Haro-Moreno JM, López-Pérez M, Alekseev A, Podoliak E, Kovalev K, Gordeliy V, Stepanauskas R, Rodriguez-Valera F




mSystems. 2023 May 24:e0000823.


Microbial rhodopsins are found more than once in a single genome (paralogs) often have different functions. We screened a large dataset of open ocean single-amplified genomes (SAGs) for co-occurrences of multiple rhodopsin genes. Many such cases were found among Pelagibacterales (SAR11), HIMB59, and the Gammaproteobacteria Pseudothioglobus SAGs. These genomes always had a bona fide proteorhodopsin and a separate cluster of genes containing a second rhodopsin associated with a predicted flotillin coding gene and have thus been named flotillin-associated rhodopsins (FArhodopsins). Although they are members of the proteorhodopsin protein family, they form a separate clade within that family and are quite divergent from known proton-pumping proteorhodopsins. They contain either DTT, DTL, or DNI motifs in their key functional amino acids. FArhodopsins are mainly associated with the lower layers of the epipelagic zone. All marine FArhodopsins had the retinal binding lysine, but we found relatives in freshwater metagenomes lacking this key amino acid. AlphaFold predictions of marine FArhodopsins indicate that their retinal pocket might be very reduced or absent, hinting that they are retinal-less. Freshwater FArhodopsins were more diverse than marine ones, but we could not determine if there were other rhodopsins in the genome due to the lack of SAGs or isolates.
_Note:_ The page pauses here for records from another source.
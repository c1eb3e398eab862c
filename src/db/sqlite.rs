use std::path::Path;

use rusqlite::Connection;

use super::DatabaseError;

/// Numbered schema scripts, applied in order on top of `schema_version`.
const MIGRATIONS: &[(i64, &str)] = &[(1, include_str!("../../resources/migrations/001_initial.sql"))];

/// Session database at `path`, created along with its directory on first use.
pub fn open_database(path: &Path) -> Result<Connection, DatabaseError> {
    if let Some(dir) = path.parent().filter(|d| !d.as_os_str().is_empty()) {
        std::fs::create_dir_all(dir)?;
    }
    prepare(Connection::open(path)?)
}

/// Throwaway session database; nothing touches disk.
pub fn open_memory_database() -> Result<Connection, DatabaseError> {
    prepare(Connection::open_in_memory()?)
}

fn prepare(conn: Connection) -> Result<Connection, DatabaseError> {
    // Sessions reference patients, so enforcement has to be switched on per connection.
    conn.execute_batch(
        "PRAGMA journal_mode=DELETE;
         PRAGMA foreign_keys=ON;",
    )?;
    run_migrations(&conn)?;
    Ok(conn)
}

/// Apply every script newer than the recorded schema version.
pub fn run_migrations(conn: &Connection) -> Result<(), DatabaseError> {
    let applied = schema_version(conn);
    for &(version, sql) in MIGRATIONS.iter().filter(|(v, _)| *v > applied) {
        tracing::info!(version, "Applying session schema migration");
        conn.execute_batch(sql).map_err(|e| DatabaseError::MigrationFailed {
            version,
            reason: e.to_string(),
        })?;
    }
    Ok(())
}

/// Highest applied version; 0 on a fresh file where the table is missing.
fn schema_version(conn: &Connection) -> i64 {
    conn.query_row("SELECT MAX(version) FROM schema_version", [], |row| {
        row.get::<_, Option<i64>>(0)
    })
    .ok()
    .flatten()
    .unwrap_or(0)
}

pub fn count_tables(conn: &Connection) -> Result<i64, DatabaseError> {
    let count = conn.query_row(
        "SELECT COUNT(*) FROM sqlite_master WHERE type='table' AND name NOT LIKE 'sqlite_%'",
        [],
        |row| row.get::<_, i64>(0),
    )?;
    Ok(count)
}
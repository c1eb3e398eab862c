use chrono::{SecondsFormat, Utc};
use rusqlite::{params, Connection};
use uuid::Uuid;

use super::DatabaseError;
use crate::models::{PipelineResult, Session};

/// Raw session row, as stored and as exported.
#[derive(Debug, Clone, PartialEq, Eq)]
pub struct SessionRow {
    pub session_id: String,
    pub patient_id: String,
    pub input_text: String,
    pub result_json: String,
    pub created_at: String,
}

impl SessionRow {
    pub fn into_session(self) -> Result<Session, DatabaseError> {
        let id = Uuid::parse_str(&self.session_id).map_err(|_| DatabaseError::InvalidId {
            field: "session_id",
            value: self.session_id.clone(),
        })?;
        Ok(Session {
            id,
            patient_id: self.patient_id,
            input_text: self.input_text,
            result: serde_json::from_str(&self.result_json)?,
            created_at: self.created_at,
        })
    }
}

/// Insert one session (and its patient, if new). Returns the fresh session id.
///
/// Patient and session rows are written in a single transaction.
pub fn insert_session(
    conn: &Connection,
    patient_id: &str,
    input_text: &str,
    result: &PipelineResult,
) -> Result<Session, DatabaseError> {
    let session_id = Uuid::new_v4();
    let now = Utc::now().to_rfc3339_opts(SecondsFormat::Micros, true);
    let result_json = serde_json::to_string(result)?;

    let tx = conn.unchecked_transaction()?;
    tx.execute(
        "INSERT OR IGNORE INTO patients (patient_id, name, created_at) VALUES (?1, ?2, ?3)",
        params![patient_id, patient_id, now],
    )?;
    tx.execute(
        "INSERT INTO sessions (session_id, patient_id, input_text, result_json, created_at)
         VALUES (?1, ?2, ?3, ?4, ?5)",
        params![session_id.to_string(), patient_id, input_text, result_json, now],
    )?;
    tx.commit()?;

    Ok(Session {
        id: session_id,
        patient_id: patient_id.to_string(),
        input_text: input_text.to_string(),
        result: result.clone(),
        created_at: now,
    })
}

/// All session rows in insertion order.
pub fn fetch_session_rows(conn: &Connection) -> Result<Vec<SessionRow>, DatabaseError> {
    let mut stmt = conn.prepare(
        "SELECT session_id, patient_id, input_text, result_json, created_at
         FROM sessions ORDER BY rowid ASC",
    )?;
    let rows = stmt.query_map([], |row| {
        Ok(SessionRow {
            session_id: row.get(0)?,
            patient_id: row.get(1)?,
            input_text: row.get(2)?,
            result_json: row.get(3)?,
            created_at: row.get(4)?,
        })
    })?;
    let collected = rows.collect::<Result<Vec<_>, _>>()?;
    Ok(collected)
}

/// All sessions in insertion order, with results parsed back.
pub fn fetch_sessions(conn: &Connection) -> Result<Vec<Session>, DatabaseError> {
    fetch_session_rows(conn)?
        .into_iter()
        .map(SessionRow::into_session)
        .collect()
}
Although the function of FArhodopsins could not be established, their conserved genomic context indicated involvement in the formation of membrane microdomains. The conservation of FArhodopsins in diverse and globally abundant microorganisms suggests that they may be important in the adaptation to the twilight zone of aquatic environments.IMPORTANCERhodopsins have been shown to play a key role in the ecology of aquatic microbes. Here, we describe a group of widespread rhodopsins in aquatic microbes associated with dim light conditions. Their characteristic genomic context found in both marine and freshwater environments indicates a novel potential involvement in membrane microstructure that could be important for the function of the coexisting proteorhodopsin proton pumps. The absence or reduction of the retinal binding pocket points to a drastically different physiological role.